Tutorial for [writing csv in Python](https://www.pythontutorial.net/python-basics/python-write-csv-file/)

Useful information on [pathlib](https://www.atqed.com/python-current-path)

In [None]:
import numpy as np
import pandas as pd

import pathlib
import IPython.display as display
from PIL import Image

import csv

---

### File Path Construction

In [None]:
home_path = str(pathlib.Path.home())
# get current working directory
cwd = pathlib.Path.cwd()

# build complete paths for `train_data` and `test_data`
# use `.joinpath()` to ensure operating system conform paths
train_data_dir = cwd.joinpath('data', 'train_images')
test_data_dir = cwd.joinpath('data', 'test_images')

In [None]:
test_data_dir

In [None]:
# Count number of images in folder
image_count = len(list(train_data_dir.glob('*.jpg')))
print("We have", image_count, "training images.")

In [None]:
# print out first 2 elements via UNIX commands
!head -3 data/train.csv > /tmp/input.csv 
!cat /tmp/input.csv

In [None]:
# Display a few images
images = list(train_data_dir.glob('*.jpg'))

for image in images[:5]:
    display.display(Image.open(str(image)))
    print(image.as_posix())

For our complete csv-file we will first extract all `ImageIds` from `train.csv`. Since there are images with more than one defect, and, hence, more than 1 line in `train.csv`, we will concat the missing image IDs to `train.csv`. To obtain the missing IDs, we construct a complete list of all images, eliminate all lines with `ImageIds` from `train.csv` and then concatenate.

---

### Prepare train.csv

In [None]:
df_defects = pd.read_csv('data/train.csv')
# create image paths for 
defect_paths = df_defects.ImageId.apply(lambda x: train_data_dir.joinpath(x))
# add column to the left of the data frame
df_defects = pd.concat([pd.Series(defect_paths, name='FilePath'), df_defects], axis = 1)
df_defects.FilePath[0]

In [None]:
# isolate `ImageIds` for images with defect
defect_ids = df_defects.ImageId.unique()

---

### Building the CSV-File

Create a csv file with all image paths, the respective `ImageId` and an initialisation for `ClassId` and `EncodedPixels`.

In [None]:
header = ['FilePath', 'ImageId', 'ClassId', 'EncodedPixels']

rows = []

for image in images:
    # `.as_posix()` returns the complete path
    # `.name` returns the image name
    # set `ClassId` and `EncodedPixels` to 0
    rows.append([image.as_posix(), image.name, 0, '0'])
    
with open(train_data_dir.parent.joinpath('train_raw.csv'), # `.parent` returns the path up to the data directory
          'w', 
          encoding = 'UTF8',
          newline = '' # avoid blank lines between rows
         ) as f:
    writer = csv.writer(f)
    writer.writerow(header)
    writer.writerows(rows) # write row into file

In [None]:
df_raw = pd.read_csv('data/train_raw.csv')

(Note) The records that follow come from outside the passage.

//! LED SYS calls: ON, OFF, TOGGLE, SET and GET.
//!
//! Every call resolves a `(kind, role, index)` triple through the [DeviceTable] and drives the
//! device through the installed [LedHal]. States are always *logical*; the HAL receives the
//! descriptor's active-low flag and applies the inversion itself.
//!
//! Results at the VM boundary: `1` on success, `0` on any failure (no HAL, wrong kind, device not
//! found, HAL error). GET returns the observed logical state, `0` or `1`.
use crate::{error::SysError, find_raw, registry::HandlerRegistry, registry::SysHandler};
use alloc::sync::Arc;
use ddt::{DeviceDescriptor, DeviceKind, DeviceTable};
use log::trace;
use spin::RwLock;
use sys_ids::{LED_GET, LED_OFF, LED_ON, LED_SET, LED_TOGGLE};

/// Platform LED control.
pub trait LedHal: Sync {
    /// Drive the LED at `handle` to the logical `state`. Return `false` on a hardware error.
    fn set_led(&self, handle: u32, state: bool, active_low: bool) -> bool;
    /// Read the logical state of the LED at `handle`.
    fn get_led(&self, handle: u32, active_low: bool) -> bool;
}

/// Logical coordinates as they arrive from the VM.
#[derive(Debug, Clone, Copy, PartialEq, Eq)]
pub struct LedTarget {
    pub kind: i32,
    pub role: i32,
    pub index: i32,
}

impl LedTarget {
    pub const fn new(kind: i32, role: i32, index: i32) -> LedTarget {
        LedTarget { kind, role, index }
    }
}

/// Arguments of LED SET.
///
/// SET needs four values but a SYS call carries three, so `arg2` holds both the index and the
/// state: `arg2 = (index << 16) | state`, index in bits 16..24, state in the low 16 bits.
#[derive(Debug, Clone, Copy, PartialEq, Eq)]
pub struct LedSetArgs {
    pub target: LedTarget,
    pub state: bool,
}

impl LedSetArgs {
    pub fn unpack(arg0: i32, arg1: i32, arg2: i32) -> LedSetArgs {
        LedSetArgs {
            target: LedTarget::new(arg0, arg1, (arg2 >> 16) & 0xFF),
            state: (arg2 & 0xFFFF) != 0,
        }
    }

    /// Build the packed `arg2` for `index` and `state`.
    pub const fn pack(index: u8, state: bool) -> i32 {
        ((index as i32) << 16) | state as i32
    }
}

/// LED handler context: the device table plus the installed HAL.
pub struct LedSys {
    table: Arc<DeviceTable>,
    hal: RwLock<Option<&'static dyn LedHal>>,
}

impl LedSys {
    pub fn new(table: Arc<DeviceTable>) -> LedSys {
        LedSys {
            table,
            hal: RwLock::new(None),
        }
    }

    /// Install (or clear, with [None]) the LED HAL.
    pub fn set_led_hal(&self, hal: Option<&'static dyn LedHal>) {
        debug_ex!("LED HAL {}.", if hal.is_some() { "installed" } else { "cleared" });
        *self.hal.write() = hal;
    }

    fn hal(&self) -> Result<&'static dyn LedHal, SysError> {
        (*self.hal.read()).ok_or(SysError::NoHal)
    }

    /// HAL first, then kind, then lookup.
    fn resolve(&self, target: LedTarget) -> Result<(&'static dyn LedHal, &'static DeviceDescriptor), SysError> {
        let hal = self.hal()?;
        if target.kind != i32::from(u8::from(DeviceKind::Led)) {
            return Err(SysError::WrongKind);
        }
        let led = find_raw(&self.table, target.kind, target.role, target.index)?;
        Ok((hal, led))
    }

    pub fn on(&self, target: LedTarget) -> Result<bool, SysError> {
        self.set(LedSetArgs { target, state: true })
    }

    pub fn off(&self, target: LedTarget) -> Result<bool, SysError> {
        self.set(LedSetArgs { target, state: false })
    }

    /// Read the state and write back its negation.
    ///
    /// The two HAL calls are not atomic; callers that run LED calls from several threads must
    /// serialize them.
    pub fn toggle(&self, target: LedTarget) -> Result<bool, SysError> {
        let (hal, led) = self.resolve(target)?;
        let active_low = led.is_active_low();
        let current = hal.get_led(led.handle, active_low);
        Ok(hal.set_led(led.handle, !current, active_low))
    }

    pub fn set(&self, args: LedSetArgs) -> Result<bool, SysError> {
        let (hal, led) = self.resolve(args.target)?;
        Ok(hal.set_led(led.handle, args.state, led.is_active_low()))
    }

    pub fn get(&self, target: LedTarget) -> Result<bool, SysError> {
        let (hal, led) = self.resolve(target)?;
        Ok(hal.get_led(led.handle, led.is_active_low()))
    }
}

type LedOp = fn(&LedSys, i32, i32, i32) -> Result<bool, SysError>;

fn led_handler(led: &Arc<LedSys>, op: LedOp) -> SysHandler {
    let led = led.clone();
    Arc::new(move |sys_id: u16, arg0: i32, arg1: i32, arg2: i32| match op(&led, arg0, arg1, arg2) {
        Ok(res) => res as i32,
        Err(err) => {
            trace!("LED SYS {:#06x} ({}, {}, {:#x}) failed: {}.", sys_id, arg0, arg1, arg2, err);
            err.legacy_code()
        }
    })
}

/// Install the five LED handlers into `registry`.
///
/// Calls only succeed once both a provider and a HAL are installed in `led`, but registering
/// earlier is fine.
pub fn register_led_sys_handlers(registry: &mut HandlerRegistry, led: &Arc<LedSys>) {
    debug_ex!("Registering LED SYS handlers...");
    let handlers: [(u16, LedOp); 5] = [
        (LED_ON, |led, kind, role, index| led.on(LedTarget::new(kind, role, index))),
        (LED_OFF, |led, kind, role, index| led.off(LedTarget::new(kind, role, index))),
        (LED_TOGGLE, |led, kind, role, index| led.toggle(LedTarget::new(kind, role, index))),
        (LED_SET, |led, kind, role, packed| led.set(LedSetArgs::unpack(kind, role, packed))),
        (LED_GET, |led, kind, role, index| led.get(LedTarget::new(kind, role, index))),
    ];
    for (sys_id, op) in handlers {
        registry.register(sys_id, Some(led_handler(led, op)));
    }
}

#[cfg(test)]
mod tests {
    use super::*;
    use alloc::{boxed::Box, collections::btree_map::BTreeMap};
    use ddt::{DeviceFlags, DeviceRole, StaticProvider};
    use spin::Mutex;

    const LED: i32 = DeviceKind::Led as i32;
    const STATUS: i32 = DeviceRole::Status as i32;
    const USER: i32 = DeviceRole::User as i32;

    static BOARD: StaticProvider = StaticProvider::new(&[
        DeviceDescriptor::new(DeviceKind::Led, DeviceRole::Status, 0, DeviceFlags::empty(), 7),
        DeviceDescriptor::new(DeviceKind::Led, DeviceRole::User, 1, DeviceFlags::ACTIVE_LOW, 10),
        DeviceDescriptor::new(DeviceKind::Button, DeviceRole::User, 0, DeviceFlags::empty(), 9),
    ]);

    /// Pin levels by handle; applies the active-low inversion like real hardware glue does.
    #[derive(Default)]
    struct Pins {
        levels: Mutex<BTreeMap<u32, bool>>,
        fail_writes: bool,
    }

    impl Pins {
        fn leak(fail_writes: bool) -> &'static Pins {
            Box::leak(Box::new(Pins {
                fail_writes,
                ..Pins::default()
            }))
        }

        fn level(&self, handle: u32) -> Option<bool> {
            self.levels.lock().get(&handle).copied()
        }
    }

    impl LedHal for Pins {
        fn set_led(&self, handle: u32, state: bool, active_low: bool) -> bool {
            if self.fail_writes {
                return false;
            }
            self.levels.lock().insert(handle, state != active_low);
            true
        }

        fn get_led(&self, handle: u32, active_low: bool) -> bool {
            self.level(handle).unwrap_or(false) != active_low
        }
    }

    fn setup(fail_writes: bool) -> (&'static Pins, Arc<LedSys>, HandlerRegistry) {
        let pins = Pins::leak(fail_writes);
        let led = Arc::new(LedSys::new(Arc::new(DeviceTable::with_provider(&BOARD))));
        led.set_led_hal(Some(pins));
        let mut registry = HandlerRegistry::new();
        register_led_sys_handlers(&mut registry, &led);
        (pins, led, registry)
    }

    #[test]
    fn installs_five_handlers() {
        let (_, _, registry) = setup(false);
        assert_eq!(registry.count(), 5);
        for id in [LED_ON, LED_OFF, LED_TOGGLE, LED_SET, LED_GET] {
            assert!(registry.lookup(id).is_some());
        }
    }

    #[test]
    fn set_packing() {
        assert_eq!(LedSetArgs::pack(0, true), 1);
        assert_eq!(LedSetArgs::pack(3, false), 0x0003_0000);
        let args = LedSetArgs::unpack(LED, USER, LedSetArgs::pack(1, true));
        assert_eq!(args.target, LedTarget::new(LED, USER, 1));
        assert!(args.state);
        // Any non-zero low half means "on"; bits above the index byte are ignored.
        let args = LedSetArgs::unpack(LED, USER, 0x7F01_0100);
        assert_eq!(args.target.index, 1);
        assert!(args.state);
    }

    #[test]
    fn typed_errors() {
        let (_, led, _) = setup(false);
        assert_eq!(led.on(LedTarget::new(LED, STATUS, 0)), Ok(true));
        assert_eq!(
            led.on(LedTarget::new(DeviceKind::Button as i32, USER, 0)),
            Err(SysError::WrongKind)
        );
        assert_eq!(led.on(LedTarget::new(LED, STATUS, 99)), Err(SysError::DeviceNotFound));
        assert_eq!(led.on(LedTarget::new(LED, STATUS, -1)), Err(SysError::DeviceNotFound));
        assert_eq!(led.on(LedTarget::new(LED, -1, 0)), Err(SysError::DeviceNotFound));

        led.set_led_hal(None);
        assert_eq!(led.on(LedTarget::new(LED, STATUS, 0)), Err(SysError::NoHal));
        assert_eq!(
            led.on(LedTarget::new(DeviceKind::Button as i32, USER, 0)),
            Err(SysError::NoHal)
        );
    }

    #[test]
    fn index_uses_low_byte_only() {
        let (pins, led, registry) = setup(false);
        assert_eq!(led.on(LedTarget::new(LED, STATUS, 256)), Ok(true));
        assert_eq!(pins.level(7), Some(true));
        assert_eq!(registry.invoke(LED_OFF, LED, USER, 0x0101), 1);
        assert_eq!(pins.level(10), Some(true));
        assert_eq!(registry.invoke(LED_GET, LED, USER, 0x7F01), 0);
        // Role is not truncated: 258 is not USER.
        assert_eq!(led.on(LedTarget::new(LED, 256 + USER, 1)), Err(SysError::DeviceNotFound));
    }

    #[test]
    fn hal_checked_before_kind() {
        let led = LedSys::new(Arc::new(DeviceTable::new()));
        assert_eq!(led.get(LedTarget::new(0, 0, 0)), Err(SysError::NoHal));
        led.set_led_hal(Some(Pins::leak(false)));
        assert_eq!(led.get(LedTarget::new(0, 0, 0)), Err(SysError::WrongKind));
        assert_eq!(led.get(LedTarget::new(LED, STATUS, 0)), Err(SysError::DeviceNotFound));
    }

    #[test]
    fn hal_write_failure_reports_zero() {
        let (pins, _, registry) = setup(true);
        assert_eq!(registry.invoke(LED_ON, LED, STATUS, 0), 0);
        assert_eq!(registry.invoke(LED_TOGGLE, LED, STATUS, 0), 0);
        assert_eq!(pins.level(7), None);
    }

    #[test]
    fn toggle_flips_logical_state() {
        let (pins, led, _) = setup(false);
        let user = LedTarget::new(LED, USER, 1);
        assert_eq!(led.off(user), Ok(true));
        assert_eq!(pins.level(10), Some(true));
        assert_eq!(led.toggle(user), Ok(true));
        assert_eq!(led.get(user), Ok(true));
        assert_eq!(pins.level(10), Some(false));
    }
}
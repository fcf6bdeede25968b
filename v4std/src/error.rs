//! Error types of the SYS layer.
//!
//! Internally every call reports a typed [SysError]. The VM boundary has no room for error details,
//! so errors collapse to the legacy numeric codes (see [SysError::legacy_code]) only when a handler
//! returns to the caller.

use core::fmt::{self, Display};

/// Why a SYS call did not produce a value.
#[derive(Debug, Clone, Copy, PartialEq, Eq)]
pub enum SysError {
    /// No handler is installed for the call ID.
    NoHandler,
    /// No descriptor matches the requested coordinates, or no provider is installed.
    DeviceNotFound,
    /// The call addresses a device kind the handler does not drive.
    WrongKind,
    /// The handler's HAL has not been installed.
    NoHal,
}

impl SysError {
    /// Value reported to the VM for this error.
    ///
    /// `-1` means "no handler"; every handler-level failure is `0` and indistinguishable from the
    /// caller's side.
    pub const fn legacy_code(self) -> i32 {
        match self {
            SysError::NoHandler => -1,
            SysError::DeviceNotFound | SysError::WrongKind | SysError::NoHal => 0,
        }
    }
}

impl Display for SysError {
    fn fmt(&self, f: &mut fmt::Formatter<'_>) -> fmt::Result {
        f.write_str(match self {
            SysError::NoHandler => "no handler registered",
            SysError::DeviceNotFound => "device not found",
            SysError::WrongKind => "wrong device kind",
            SysError::NoHal => "no HAL installed",
        })
    }
}
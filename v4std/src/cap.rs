//! Capability and system introspection SYS calls.
//!
//! Lets bytecode probe which devices a board has before driving them. Lookups that miss return
//! `0` for CAP_EXISTS and CAP_COUNT and `-1` for CAP_FLAGS and CAP_HANDLE, since `0` is a valid
//! flags byte and a valid handle.
use crate::{find_raw, registry::HandlerRegistry, runtime::SysInfo};
use alloc::sync::Arc;
use ddt::{DeviceKind, DeviceTable};
use sys_ids::{CAP_COUNT, CAP_EXISTS, CAP_FLAGS, CAP_HANDLE, SYS_PLATFORM, SYS_VERSION};

/// Crate version as `(major << 16) | (minor << 8) | patch`.
pub fn version_code() -> i32 {
    let part = |s: &str| s.parse::<i32>().unwrap_or(0) & 0xFF;
    (part(env!("CARGO_PKG_VERSION_MAJOR")) << 16)
        | (part(env!("CARGO_PKG_VERSION_MINOR")) << 8)
        | part(env!("CARGO_PKG_VERSION_PATCH"))
}

fn count(table: &DeviceTable, kind: i32) -> i32 {
    let kind = u8::try_from(kind).ok().and_then(|kind| DeviceKind::try_from(kind).ok());
    match kind {
        Some(kind) => table.count_devices(kind) as i32,
        None => 0,
    }
}

pub fn register_cap_sys_handlers(registry: &mut HandlerRegistry, table: &Arc<DeviceTable>, info: SysInfo) {
    debug_ex!("Registering capability SYS handlers...");

    let t = table.clone();
    registry.register_fn(CAP_COUNT, move |_, kind, _, _| count(&t, kind));

    let t = table.clone();
    registry.register_fn(CAP_EXISTS, move |_, kind, role, index| {
        find_raw(&t, kind, role, index).is_ok() as i32
    });

    let t = table.clone();
    registry.register_fn(CAP_FLAGS, move |_, kind, role, index| {
        find_raw(&t, kind, role, index).map_or(-1, |dev| i32::from(dev.flags.bits()))
    });

    let t = table.clone();
    registry.register_fn(CAP_HANDLE, move |_, kind, role, index| {
        find_raw(&t, kind, role, index).map_or(-1, |dev| dev.handle as i32)
    });

    let version = version_code();
    registry.register_fn(SYS_VERSION, move |_, _, _, _| version);
    registry.register_fn(SYS_PLATFORM, move |_, _, _, _| info.platform_id);
}

#[cfg(test)]
mod tests {
    use super::*;
    use ddt::{DeviceDescriptor, DeviceFlags, DeviceRole, StaticProvider};

    static BOARD: StaticProvider = StaticProvider::new(&[
        DeviceDescriptor::new(DeviceKind::Led, DeviceRole::Status, 0, DeviceFlags::empty(), 7),
        DeviceDescriptor::new(DeviceKind::Led, DeviceRole::User, 1, DeviceFlags::ACTIVE_LOW, 10),
        DeviceDescriptor::new(DeviceKind::Storage, DeviceRole::None, 0, DeviceFlags::empty(), 0xFFFF_FFFE),
    ]);

    const LED: i32 = DeviceKind::Led as i32;
    const USER: i32 = DeviceRole::User as i32;

    fn setup() -> (Arc<DeviceTable>, HandlerRegistry) {
        let table = Arc::new(DeviceTable::with_provider(&BOARD));
        let mut registry = HandlerRegistry::new();
        register_cap_sys_handlers(&mut registry, &table, SysInfo { platform_id: 0x6C6 });
        (table, registry)
    }

    #[test]
    fn counts_and_existence() {
        let (table, registry) = setup();
        assert_eq!(registry.invoke(CAP_COUNT, LED, 0, 0), 2);
        assert_eq!(registry.invoke(CAP_COUNT, DeviceKind::Uart as i32, 0, 0), 0);
        assert_eq!(registry.invoke(CAP_COUNT, 200, 0, 0), 0);
        assert_eq!(registry.invoke(CAP_EXISTS, LED, USER, 1), 1);
        assert_eq!(registry.invoke(CAP_EXISTS, LED, USER, 0), 0);

        table.set_provider(None);
        assert_eq!(registry.invoke(CAP_COUNT, LED, 0, 0), 0);
        assert_eq!(registry.invoke(CAP_EXISTS, LED, USER, 1), 0);
    }

    #[test]
    fn flags_and_handles() {
        let (_, registry) = setup();
        assert_eq!(registry.invoke(CAP_FLAGS, LED, USER, 1), 1);
        assert_eq!(registry.invoke(CAP_FLAGS, LED, DeviceRole::Status as i32, 0), 0);
        assert_eq!(registry.invoke(CAP_FLAGS, LED, USER, 7), -1);
        assert_eq!(registry.invoke(CAP_HANDLE, LED, USER, 1), 10);
        assert_eq!(registry.invoke(CAP_HANDLE, DeviceKind::Storage as i32, 0, 0), -2);
        assert_eq!(registry.invoke(CAP_HANDLE, LED, USER, 7), -1);
    }

    #[test]
    fn system_info() {
        let (_, registry) = setup();
        assert_eq!(registry.invoke(SYS_PLATFORM, 0, 0, 0), 0x6C6);
        assert_eq!(registry.invoke(SYS_VERSION, 0, 0, 0), version_code());
        assert_eq!(version_code(), 0x00_01_00);
    }
}
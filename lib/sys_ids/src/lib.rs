//! Numeric SYS call identifiers shared by the VM and the standard handlers.
//!
//! The constants are generated at build time from `sys_ids.json`. The 16-bit ID space is split
//! into fixed ranges by device category, see [SysCategory].

#![no_std]

use core::ops::RangeInclusive;

/// One entry of the generated definition list.
#[derive(Debug, Clone, Copy, PartialEq, Eq)]
pub struct SysIdInfo {
    /// Numeric ID.
    pub id: u16,
    /// Symbolic name, e.g. `LED_ON`.
    pub name: &'static str,
    /// Human readable description.
    pub description: &'static str,
}

include!(concat!(env!("OUT_DIR"), "/sys_ids.rs"));

/// Reserved ID ranges, one per device category.
#[derive(Debug, Clone, Copy, PartialEq, Eq, Hash, PartialOrd, Ord)]
pub enum SysCategory {
    Led,
    Button,
    Timer,
    Uart,
    I2c,
    Spi,
    Adc,
    Pwm,
    Storage,
    Display,
    Rng,
    /// Capability and system introspection.
    System,
}

impl SysCategory {
    /// All categories in ascending ID order.
    pub const ALL: [SysCategory; 12] = [
        SysCategory::Led,
        SysCategory::Button,
        SysCategory::Timer,
        SysCategory::Uart,
        SysCategory::I2c,
        SysCategory::Spi,
        SysCategory::Adc,
        SysCategory::Pwm,
        SysCategory::Storage,
        SysCategory::Display,
        SysCategory::Rng,
        SysCategory::System,
    ];

    const fn prefix(self) -> u16 {
        match self {
            SysCategory::Led => 0x01,
            SysCategory::Button => 0x02,
            SysCategory::Timer => 0x03,
            SysCategory::Uart => 0x04,
            SysCategory::I2c => 0x05,
            SysCategory::Spi => 0x06,
            SysCategory::Adc => 0x07,
            SysCategory::Pwm => 0x08,
            SysCategory::Storage => 0x09,
            SysCategory::Display => 0x0A,
            SysCategory::Rng => 0x0B,
            SysCategory::System => 0x0F,
        }
    }

    /// The inclusive ID range reserved for this category.
    pub const fn range(self) -> RangeInclusive<u16> {
        let start = self.prefix() << 8;
        start..=(start | 0xFF)
    }

    /// Category owning `id`, or [None] for IDs outside every reserved range.
    pub fn of(id: u16) -> Option<SysCategory> {
        let prefix = id >> 8;
        Self::ALL.into_iter().find(|cat| cat.prefix() == prefix)
    }
}

/// Look up the definition entry of `id`.
pub fn sys_info(id: u16) -> Option<&'static SysIdInfo> {
    SYS_ID_TABLE.iter().find(|info| info.id == id)
}

/// Symbolic name of `id`, mostly for logging.
pub fn sys_name(id: u16) -> Option<&'static str> {
    sys_info(id).map(|info| info.name)
}
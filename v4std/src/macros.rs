/// Debug-level log that is only compiled in debug builds.
///
/// Used for setup chatter (handler registration, HAL installation) that should cost nothing on a
/// release image.
#[macro_export]
macro_rules! debug_ex {
    // debug_ex!(target: "my_target", "a {} event", "log")
    (target: $target:expr, $($arg:tt)+) => {
        #[cfg(debug_assertions)]
        {
            $crate::__log::log!(target: $target, $crate::__log::Level::Debug, $($arg)+)
        }
    };

    // debug_ex!("a {} event", "log")
    ($($arg:tt)+) => {
        #[cfg(debug_assertions)]
        {
            $crate::__log::log!($crate::__log::Level::Debug, $($arg)+)
        }
    }
}
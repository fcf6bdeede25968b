use std::env;

use log::{Level, LevelFilter, Log, Metadata, Record, set_logger, set_max_level};

pub struct Logger;

impl Log for Logger {
    fn enabled(&self, _metadata: &Metadata) -> bool {
        true
    }

    fn log(&self, record: &Record) {
        if !self.enabled(record.metadata()) {
            return;
        }
        let color = match record.level() {
            Level::Error => 31, // Red
            Level::Warn => 93,  // BrightYellow
            Level::Info => 37,  // White
            Level::Debug => 32, // Green
            Level::Trace => 90, // BrightBlack
        };
        eprintln!(
            "\u{1B}[{}m[{:>5}] {}\u{1B}[0m",
            color,
            record.level(),
            record.args(),
        );
    }

    fn flush(&self) {}
}

fn level_from_env() -> LevelFilter {
    env::var("V4SIM_LOG")
        .ok()
        .and_then(|level| level.parse().ok())
        .unwrap_or(LevelFilter::Debug)
}

pub fn init() {
    static LOGGER: Logger = Logger;
    if let Err(err) = set_logger(&LOGGER) {
        eprintln!("Error initializing logger: {:?}", err);
        return;
    }
    set_max_level(level_from_env());
}
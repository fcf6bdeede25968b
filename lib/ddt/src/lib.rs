//! Device Descriptor Table.
//!
//! Bytecode addresses hardware by logical `(kind, role, index)` coordinates. A platform supplies the
//! concrete list of devices through a [DeviceProvider]; the [DeviceTable] resolves coordinates
//! against whichever provider is currently installed.

#![no_std]
extern crate alloc;

mod desc;
mod provider;
mod table;

pub use desc::*;
pub use provider::*;
pub use table::*;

# get indices of `df_raw` for row dropping
indices = []
for idx, row in df_raw.iterrows():
    if row.ImageId in defect_ids:
        indices.append(idx)

In [None]:
# check wether all indices or defected images are caught
len(indices)

In [None]:
df_raw.drop(indices, inplace=True)
df_raw

In [None]:
# add all rows of unclassified images to the defected images
df_complete = pd.concat([df_defects, df_raw], axis=0, ignore_index=True)
df_complete['Defect'] = df_complete.ClassId.apply(lambda x: 1 if x > 0 else 0)
df_complete.to_csv('data/train_complete.csv', sep=',', index=False)

In [None]:
# eliminate unused csv file
!rm -f data/train_raw.csv